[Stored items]
--

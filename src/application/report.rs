//! Stage and run reports

use std::time::Duration;

use super::stages::StageKind;

/// One entry a stage could not handle
#[derive(Debug, Clone, PartialEq, Eq)]
pub struct EntryFailure {
    /// Remote (or local, for uploads) path of the entry
    pub path: String,
    pub reason: String,
}

impl EntryFailure {
    pub fn new(path: impl Into<String>, reason: impl ToString) -> Self {
        Self {
            path: path.into(),
            reason: reason.to_string(),
        }
    }
}

impl std::fmt::Display for EntryFailure {
    fn fmt(&self, f: &mut std::fmt::Formatter<'_>) -> std::fmt::Result {
        write!(f, "{}: {}", self.path, self.reason)
    }
}

/// Result of the version-control publisher
#[derive(Debug, Clone, Copy, PartialEq, Eq)]
pub enum PublishOutcome {
    NothingToCommit,
    Pushed,
    PushFailed,
    CommitFailed,
    StatusFailed,
}

impl PublishOutcome {
    /// Only a successful push starts the hosting auto-deploy
    pub fn triggered_deploy(&self) -> bool {
        matches!(self, PublishOutcome::Pushed)
    }

    pub fn is_failure(&self) -> bool {
        matches!(
            self,
            PublishOutcome::PushFailed | PublishOutcome::CommitFailed | PublishOutcome::StatusFailed
        )
    }
}

/// Result of purging the remote asset directory
#[derive(Debug, Clone, Default, PartialEq, Eq)]
pub struct CleanReport {
    /// The directory did not exist yet
    pub directory_missing: bool,
    /// Listing failed for another reason
    pub listing_error: Option<String>,
    pub deleted: Vec<String>,
    pub failures: Vec<EntryFailure>,
}

/// Result of mirroring the build output tree
#[derive(Debug, Clone, Default, PartialEq, Eq)]
pub struct SyncReport {
    pub uploaded: usize,
    pub bytes: u64,
    pub created_dirs: Vec<String>,
    pub failures: Vec<EntryFailure>,
}

/// What the symlink enforcer did
#[derive(Debug, Clone, PartialEq, Eq)]
pub enum SymlinkAction {
    Created,
    AlreadyCorrect,
    Retargeted { previous: String },
    /// An empty directory or a regular file was replaced by the link
    Replaced,
    /// A real directory with content sits at the link path
    DirectoryNotEmpty,
    Failed { reason: String },
}

#[derive(Debug, Clone, PartialEq, Eq)]
pub struct SymlinkReport {
    pub action: SymlinkAction,
    /// Target read back with `readlink`
    pub verified_target: Option<String>,
}

impl SymlinkReport {
    pub fn is_ok(&self) -> bool {
        !matches!(
            self.action,
            SymlinkAction::DirectoryNotEmpty | SymlinkAction::Failed { .. }
        ) && self.verified_target.is_some()
    }
}

#[derive(Debug, Clone, PartialEq, Eq)]
pub struct TokenCheck {
    pub token: String,
    pub present: bool,
}

/// Result of uploading and verifying the server config file
#[derive(Debug, Clone, Default, PartialEq, Eq)]
pub struct ServerConfigReport {
    pub uploaded: bool,
    pub checks: Vec<TokenCheck>,
    /// Size of the read-back remote copy
    pub remote_bytes: Option<usize>,
}

impl ServerConfigReport {
    /// Every required token was found in the read-back copy
    pub fn all_present(&self) -> bool {
        self.uploaded && self.remote_bytes.is_some() && self.checks.iter().all(|c| c.present)
    }
}

/// Everything one run did
#[derive(Debug, Clone, Default)]
pub struct DeployReport {
    /// Stages that ran, in order
    pub stages: Vec<StageKind>,
    pub publish: Option<PublishOutcome>,
    pub waited: Option<Duration>,
    pub clean: Option<CleanReport>,
    pub sync: Option<SyncReport>,
    pub symlink: Option<SymlinkReport>,
    pub server_config: Option<ServerConfigReport>,
    pub warnings: usize,
    pub errors: usize,
}

impl DeployReport {
    pub fn uploaded(&self) -> usize {
        self.sync.as_ref().map_or(0, |s| s.uploaded)
    }

    pub fn is_clean(&self) -> bool {
        self.errors == 0
    }
}
//! Console Event Sink
//!
//! Turns deploy events into the human-readable run log: a header, one
//! banner per stage, icon lines for progress, and a summary box.

use std::io::{self, Write};
use std::sync::Mutex;

use sftp_deploy::application::human_bytes;
use sftp_deploy::{DeployEvent, DeployEventSink};

use crate::ui::blocks::header::{stage_banner, RunHeader};
use crate::ui::blocks::summary::DeploySummary;
use crate::ui::context::UiContext;
use crate::ui::primitives::icon::Icon;
use crate::ui::primitives::text::ColoredText;

pub struct ConsoleEventSink {
    ui: UiContext,
    writer: Mutex<Box<dyn Write + Send>>,
}

impl ConsoleEventSink {
    pub fn stdout(ui: UiContext) -> Self {
        Self::with_writer(ui, io::stdout())
    }

    pub fn with_writer<W: Write + Send + 'static>(ui: UiContext, writer: W) -> Self {
        Self {
            ui,
            writer: Mutex::new(Box::new(writer)),
        }
    }

    fn icon(&self, icon: Icon) -> String {
        icon.colored(self.ui.color, self.ui.unicode)
    }

    fn line(&self, icon: Icon, text: &str) -> String {
        format!("  {} {}\n", self.icon(icon), text)
    }

    fn render(&self, event: &DeployEvent) -> String {
        let color = self.ui.color;
        match event {
            DeployEvent::Started {
                destination,
                stage_count,
            } => {
                let mut header = RunHeader::new("sftp-deploy");
                header.add("Destination", destination.as_str());
                header.add("Stages", stage_count.to_string());
                header.render(color, self.ui.unicode)
            }
            DeployEvent::StageStarted {
                number,
                total,
                title,
            } => stage_banner(*number, *total, title, color),
            DeployEvent::StageSkipped { title, reason } => {
                let text = ColoredText::dim(format!("{} skipped ({})", title, reason));
                format!("{} {}\n", self.icon(Icon::Skipped), text.render(color))
            }
            DeployEvent::Log { level, message } => self.line(Icon::for_level(*level), message),
            DeployEvent::Countdown { remaining } => self.line(
                Icon::Waiting,
                &format!("{}s remaining", remaining.as_secs()),
            ),
            DeployEvent::DirectoryCreated { path } => {
                self.line(Icon::Arrow, &format!("created {}", path))
            }
            DeployEvent::FileUploaded { index, path, bytes } => {
                let size = ColoredText::dim(format!("({})", human_bytes(*bytes)));
                self.line(
                    Icon::Arrow,
                    &format!("{:>4} {} {}", index, path, size.render(color)),
                )
            }
            DeployEvent::TokenChecked { token, present } => {
                if *present {
                    self.line(Icon::Success, &format!("found {}", token))
                } else {
                    self.line(Icon::Error, &format!("missing {}", token))
                }
            }
            DeployEvent::Completed {
                uploaded,
                warnings,
                errors,
            } => {
                let summary = DeploySummary {
                    uploaded: *uploaded,
                    warnings: *warnings,
                    errors: *errors,
                };
                format!("\n{}", summary.render(color, self.ui.unicode))
            }
        }
    }
}

impl DeployEventSink for ConsoleEventSink {
    fn on_event(&self, event: DeployEvent) {
        let text = self.render(&event);
        if let Ok(mut writer) = self.writer.lock() {
            let _ = writer.write_all(text.as_bytes());
            let _ = writer.flush();
        }
    }

    fn wants_detailed_events(&self) -> bool {
        self.ui.verbose > 0
    }
}
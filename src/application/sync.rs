//! Tree synchronizer
//!
//! Mirrors the local build output tree into the remote runtime directory.
//! Every file is uploaded on every run; there is no change detection.

use std::collections::HashSet;
use std::path::Path;

use ignore::WalkBuilder;

use crate::domain::ports::{DeployEvent, DeployEventSink, RemoteFs};
use crate::domain::value_objects::RemotePath;
use crate::error::{DeployError, DeployResult};

use super::report::{EntryFailure, SyncReport};

/// Upload `local_root` to `remote_root`, pruning directories named in
/// `skip_dirs` at any depth.
///
/// Fails only when `local_root` is not a directory. Per-entry failures end up
/// in the report.
pub fn sync_tree<F: RemoteFs + ?Sized>(
    remote: &F,
    local_root: &Path,
    remote_root: &RemotePath,
    skip_dirs: &[String],
    events: &dyn DeployEventSink,
) -> DeployResult<SyncReport> {
    if !local_root.is_dir() {
        return Err(DeployError::BuildOutputMissing {
            path: local_root.to_path_buf(),
        });
    }

    let skip: HashSet<String> = skip_dirs.iter().cloned().collect();
    let walker = WalkBuilder::new(local_root)
        .standard_filters(false)
        .hidden(false)
        .follow_links(false)
        .sort_by_file_name(|a, b| a.cmp(b))
        .filter_entry(move |entry| {
            let is_dir = entry.file_type().is_some_and(|t| t.is_dir());
            entry.depth() == 0
                || !is_dir
                || !skip.contains(entry.file_name().to_string_lossy().as_ref())
        })
        .build();

    let detailed = events.wants_detailed_events();
    let mut report = SyncReport::default();
    // Relative directories that could not be created; nothing below them is uploaded.
    let mut blocked: Vec<String> = Vec::new();

    for entry in walker {
        let entry = match entry {
            Ok(entry) => entry,
            Err(e) => {
                report
                    .failures
                    .push(EntryFailure::new(local_root.display().to_string(), e));
                continue;
            }
        };

        let rel = relative_path(local_root, entry.path());
        if blocked.iter().any(|dir| is_within(&rel, dir)) {
            continue;
        }
        let target = remote_root.join(&rel);

        if entry.file_type().is_some_and(|t| t.is_dir()) {
            if remote.stat(&target).is_ok() {
                continue;
            }
            match remote.create_dir(&target) {
                Ok(()) => {
                    events.on_event(DeployEvent::DirectoryCreated {
                        path: display_rel(&rel),
                    });
                    report.created_dirs.push(rel);
                }
                Err(e) => {
                    events.on_event(DeployEvent::error(format!(
                        "Could not create {}: {}",
                        target, e
                    )));
                    report.failures.push(EntryFailure::new(target.as_str(), e));
                    blocked.push(rel);
                }
            }
            continue;
        }

        // Follows symlinks to files; dangling links and sockets are skipped.
        if !entry.path().is_file() {
            continue;
        }

        match remote.upload(entry.path(), &target) {
            Ok(bytes) => {
                report.uploaded += 1;
                report.bytes += bytes;
                if detailed {
                    events.on_event(DeployEvent::FileUploaded {
                        index: report.uploaded,
                        path: rel,
                        bytes,
                    });
                }
            }
            Err(e) => {
                events.on_event(DeployEvent::error(format!("Upload failed for {}: {}", rel, e)));
                report.failures.push(EntryFailure::new(target.as_str(), e));
            }
        }
    }

    events.on_event(DeployEvent::ok(format!(
        "{} files uploaded ({})",
        report.uploaded,
        human_bytes(report.bytes)
    )));
    Ok(report)
}

/// `/`-joined path of `path` below `root`; empty for the root itself
fn relative_path(root: &Path, path: &Path) -> String {
    path.strip_prefix(root)
        .unwrap_or(path)
        .components()
        .map(|c| c.as_os_str().to_string_lossy())
        .collect::<Vec<_>>()
        .join("/")
}

/// Whether `rel` is `dir` or below it; the root (`""`) contains everything
fn is_within(rel: &str, dir: &str) -> bool {
    dir.is_empty()
        || rel == dir
        || rel
            .strip_prefix(dir)
            .is_some_and(|rest| rest.starts_with('/'))
}

fn display_rel(rel: &str) -> String {
    if rel.is_empty() {
        "./".to_string()
    } else {
        format!("{}/", rel)
    }
}

/// Byte count for progress lines (`512 B`, `2.0 KiB`)
pub fn human_bytes(bytes: u64) -> String {
    const KIB: f64 = 1024.0;
    let b = bytes as f64;
    if b < KIB {
        format!("{} B", bytes)
    } else if b < KIB * KIB {
        format!("{:.1} KiB", b / KIB)
    } else {
        format!("{:.1} MiB", b / (KIB * KIB))
    }
}
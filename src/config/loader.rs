//! Configuration loading
//!
//! Resolution order (highest first):
//! 1. Environment variables (`SFTP_DEPLOY_*`)
//! 2. Explicit `--config` file, else project `deploy.toml`
//! 3. User config (`<config dir>/sftp-deploy/config.toml`)
//! 4. Built-in defaults

use std::fs;
use std::path::{Path, PathBuf};

use crate::error::{DeployError, DeployResult};

use super::env_validator::{levenshtein, EnvVarValidator};
use super::types::DeployConfig;

/// Project config file name
pub const PROJECT_CONFIG_FILE: &str = "deploy.toml";

pub const ENV_HOST: &str = "SFTP_DEPLOY_HOST";
pub const ENV_PORT: &str = "SFTP_DEPLOY_PORT";
pub const ENV_USER: &str = "SFTP_DEPLOY_USER";
pub const ENV_PASSWORD: &str = "SFTP_DEPLOY_PASSWORD";
pub const ENV_BASE_DIR: &str = "SFTP_DEPLOY_BASE_DIR";
pub const ENV_WAIT_SECONDS: &str = "SFTP_DEPLOY_WAIT_SECONDS";

/// Non-fatal configuration warning surfaced to CLI users.
#[derive(Debug, Clone, PartialEq, Eq)]
pub struct ConfigWarning {
    pub key: String,
    pub file: PathBuf,
    pub line: Option<usize>,
    pub message: String,
    pub suggestion: Option<String>,
}

impl std::fmt::Display for ConfigWarning {
    fn fmt(&self, f: &mut std::fmt::Formatter<'_>) -> std::fmt::Result {
        write!(f, "{}", self.file.display())?;
        if let Some(line) = self.line {
            write!(f, ":{}", line)?;
        }
        write!(f, ": {}", self.message)?;
        if let Some(suggestion) = &self.suggestion {
            write!(f, " (did you mean '{}'?)", suggestion)?;
        }
        Ok(())
    }
}

/// Where the effective configuration came from
#[derive(Debug, Clone, PartialEq, Eq)]
pub enum ConfigSource {
    File(PathBuf),
    Defaults,
}

/// Load configuration and collect non-fatal warnings (unknown keys, secrets in file).
pub fn load_with_warnings(path: &Path) -> DeployResult<(DeployConfig, Vec<ConfigWarning>)> {
    let content = fs::read_to_string(path)?;

    let mut unknown_paths: Vec<String> = Vec::new();
    let deserializer = toml::de::Deserializer::new(&content);

    let config: DeployConfig = serde_ignored::deserialize(deserializer, |p| {
        unknown_paths.push(p.to_string());
    })
    .map_err(|e| DeployError::InvalidConfig {
        file: path.to_path_buf(),
        message: e.to_string(),
    })?;

    let mut warnings: Vec<ConfigWarning> = unknown_paths
        .into_iter()
        .map(|path_str| {
            let key = path_str
                .split('.')
                .next_back()
                .unwrap_or(path_str.as_str())
                .to_string();
            ConfigWarning {
                key: key.clone(),
                file: path.to_path_buf(),
                line: find_line_number(&content, &key),
                message: format!("unknown key '{}'", path_str),
                suggestion: suggest_key(&key),
            }
        })
        .collect();

    if !config.remote.password.is_empty() {
        warnings.push(ConfigWarning {
            key: "password".to_string(),
            file: path.to_path_buf(),
            line: find_line_number(&content, "password"),
            message: format!("remote.password is stored in the file; prefer {}", ENV_PASSWORD),
            suggestion: None,
        });
    }

    Ok((config, warnings))
}

/// Resolve the configuration file and apply environment overrides.
///
/// An explicit path must exist. Without one, the project `deploy.toml` is
/// tried, then the user config, then defaults.
pub fn load_layered(
    explicit: Option<&Path>,
    project_root: &Path,
    get_env: impl Fn(&str) -> Option<String>,
) -> DeployResult<(DeployConfig, ConfigSource, Vec<ConfigWarning>)> {
    let candidate = match explicit {
        Some(path) => {
            if !path.is_file() {
                return Err(DeployError::ConfigValidation(format!(
                    "config file not found: {}",
                    path.display()
                )));
            }
            Some(path.to_path_buf())
        }
        None => {
            let project_config = project_root.join(PROJECT_CONFIG_FILE);
            if project_config.is_file() {
                Some(project_config)
            } else {
                user_config_path().filter(|p| p.is_file())
            }
        }
    };

    let (config, source, mut warnings) = match candidate {
        Some(path) => {
            let (config, warnings) = load_with_warnings(&path)?;
            (config, ConfigSource::File(path), warnings)
        }
        None => (DeployConfig::default(), ConfigSource::Defaults, Vec::new()),
    };

    let mut env_warnings = Vec::new();
    let config = with_env_overrides(config, &get_env, &mut env_warnings);
    warnings.extend(env_warnings);

    Ok((config, source, warnings))
}

/// Apply environment variable overrides (`SFTP_DEPLOY_*`)
pub fn with_env_overrides(
    mut config: DeployConfig,
    get_env: &impl Fn(&str) -> Option<String>,
    warnings: &mut Vec<ConfigWarning>,
) -> DeployConfig {
    if let Some(host) = get_env(ENV_HOST) {
        config.remote.host = host;
    }
    if let Some(user) = get_env(ENV_USER) {
        config.remote.username = user;
    }
    if let Some(password) = get_env(ENV_PASSWORD) {
        config.remote.password = password;
    }
    if let Some(base_dir) = get_env(ENV_BASE_DIR) {
        config.remote.base_dir = base_dir;
    }

    if let Some(port) = get_env(ENV_PORT) {
        let validator = EnvVarValidator::new(ENV_PORT, "a TCP port (1-65535)");
        config.remote.port = validator.parse(
            &port,
            |s| s.trim().parse::<u16>().ok().filter(|p| *p != 0),
            config.remote.port,
            warnings,
        );
    }

    if let Some(seconds) = get_env(ENV_WAIT_SECONDS) {
        let validator = EnvVarValidator::new(ENV_WAIT_SECONDS, "a number of seconds");
        config.wait.seconds = validator.parse(
            &seconds,
            |s| s.trim().parse::<u64>().ok(),
            config.wait.seconds,
            warnings,
        );
    }

    config
}

/// User-level config file location
pub fn user_config_path() -> Option<PathBuf> {
    dirs::config_dir().map(|dir| dir.join("sftp-deploy").join("config.toml"))
}

fn find_line_number(content: &str, needle: &str) -> Option<usize> {
    for (i, line) in content.lines().enumerate() {
        if line.contains(needle) {
            return Some(i + 1);
        }
    }
    None
}

fn suggest_key(unknown: &str) -> Option<String> {
    const CANDIDATES: &[&str] = &[
        "remote",
        "host",
        "port",
        "username",
        "password",
        "base_dir",
        "runtime_dir",
        "public_dir",
        "assets_dir",
        "host_key_sha256",
        "build",
        "command",
        "output_dir",
        "skip_dirs",
        "git",
        "enabled",
        "branch",
        "message",
        "paths",
        "wait",
        "seconds",
        "interval_seconds",
        "symlink",
        "name",
        "target",
        "server_config",
        "local_path",
        "remote_name",
        "required_tokens",
    ];

    let mut best: Option<(&str, usize)> = None;
    for &candidate in CANDIDATES {
        let dist = levenshtein(unknown, candidate);
        best = match best {
            None => Some((candidate, dist)),
            Some((_, best_dist)) if dist < best_dist => Some((candidate, dist)),
            Some(current) => Some(current),
        };
    }

    match best {
        Some((candidate, dist)) if dist <= 2 => Some(candidate.to_string()),
        _ => None,
    }
}

#[cfg(test)]
mod tests {
    use super::*;

    #[test]
    fn suggest_key_finds_close_match() {
        assert_eq!(suggest_key("usrname"), Some("username".to_string()));
        assert_eq!(suggest_key("completely_unrelated"), None);
    }

    #[test]
    fn find_line_number_is_one_based() {
        let content = "[remote]\nhost = \"x\"\n";
        assert_eq!(find_line_number(content, "host"), Some(2));
        assert_eq!(find_line_number(content, "port"), None);
    }
}
//! CLI Argument Parsing
//!
//! This module defines the CLI interface using clap.
//!
//! ## Design Notes
//!
//! - A single command; the flags select which stages run
//! - `--local-root` swaps the SFTP server for a local directory

use std::path::PathBuf;

use clap::Parser;

use crate::application::RunFlags;

#[derive(clap::ValueEnum, Debug, Clone, Copy, PartialEq, Eq)]
pub enum ColorWhen {
    Auto,
    Always,
    Never,
}

/// Build a front-end project and publish it to shared hosting over SFTP
#[derive(Parser, Debug)]
#[command(name = "sftp-deploy")]
#[command(author, version, about, long_about = None)]
#[command(
    after_help = "Credentials are read from SFTP_DEPLOY_HOST, SFTP_DEPLOY_USER and SFTP_DEPLOY_PASSWORD, or from deploy.toml."
)]
pub struct Cli {
    /// Skip the build stage (deploy the existing build output)
    #[arg(long)]
    pub skip_build: bool,

    /// Skip git commit/push and the auto-deploy wait
    #[arg(long)]
    pub skip_git: bool,

    /// Only fix the symlink and upload the server config
    #[arg(long)]
    pub fix_only: bool,

    /// Project root
    #[arg(short = 'C', long = "project", value_name = "DIR", default_value = ".")]
    pub project: PathBuf,

    /// Config file (default: <project>/deploy.toml)
    #[arg(short, long, value_name = "FILE")]
    pub config: Option<PathBuf>,

    /// Deploy into a local directory instead of the SFTP server
    #[arg(long, value_name = "DIR")]
    pub local_root: Option<PathBuf>,

    /// Output NDJSON events for CI
    #[arg(long)]
    pub json: bool,

    /// Color output mode
    #[arg(long, value_enum)]
    pub color: Option<ColorWhen>,

    /// Verbosity level (-v lists every uploaded file)
    #[arg(short, long, action = clap::ArgAction::Count)]
    pub verbose: u8,
}

impl Cli {
    pub fn run_flags(&self) -> RunFlags {
        RunFlags {
            skip_build: self.skip_build,
            skip_git: self.skip_git,
            fix_only: self.fix_only,
        }
    }

    /// Whether the run talks to a real SFTP server
    pub fn uses_sftp(&self) -> bool {
        self.local_root.is_none()
    }
}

--

A single number is expected: how many lines in the records contain the string "dist".

4